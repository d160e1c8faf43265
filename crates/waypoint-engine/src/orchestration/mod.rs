//! Orchestration graphs and their execution
//!
//! An orchestration is a graph of typed nodes joined by links between pins:
//! - **Graph store**: nodes, links and id allocators for one orchestration
//! - **Node executor**: the side effect of a single node
//! - **Runner**: walks the chain from the Start node, one node at a time
//! - **Persistence rows**: the flat form a storage backend reads and writes
//!
//! # Node Types
//!
//! - **Start**: entry point (exactly one per runnable graph)
//! - **HTTP_GET / HTTP_POST / HTTP_PUT / HTTP_DELETE**: issue a request and
//!   keep the response
//! - **SET_VARIABLE / GET_VARIABLE**: bind and read workflow variables
//! - **DELAY**: wait for a number of milliseconds
//! - **LOG**: write a message to the execution log
//! - **JSON_EXTRACT / IF_CONDITION / ASSERT**: editable, not yet executable
//!
//! # Example
//!
//! ```ignore
//! use waypoint_engine::orchestration::{
//!     ExecutionContext, NodeEditor, NodeExecutor, NodeType, OrchestrationRunner, Position,
//! };
//! use waypoint_engine::NullEventSink;
//!
//! let mut editor = NodeEditor::headless();
//! let start = editor.create_node(1000, NodeType::Start, Position::new(0.0, 0.0));
//! let log = editor.create_node(1000, NodeType::Log, Position::new(200.0, 0.0));
//! editor.create_link(1000, start + 1, log + 1);
//!
//! let runner = OrchestrationRunner::new(NodeExecutor::with_reqwest());
//! let mut ctx = ExecutionContext::new();
//! let report = runner
//!     .run(1000, editor.orchestration_data(1000), &mut ctx, &NullEventSink)
//!     .await;
//! ```

pub mod codec;
pub mod context;
pub mod executor;
pub mod nodes;
pub mod persistence;
pub mod store;
pub mod types;

pub use context::{ExecutionContext, VariableValue};
pub use executor::{OrchestrationRunner, RunReport, RunState, Termination};
pub use nodes::NodeExecutor;
pub use persistence::{GraphSnapshot, LinkRow, NodeRow, RestoreSummary};
pub use store::{InteractionSummary, NodeEditor, OrchestrationData};
pub use types::{
    AttributeId, HttpRequestConfig, Link, LinkId, Node, NodeConfig, NodeId, NodeType,
    OrchestrationId, Pin, PinDirection, Position,
};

+++

_What the task asks_: How many of the lines above include the word "NodeEditor"? State that number and nothing else.

_Answer for the task_: 3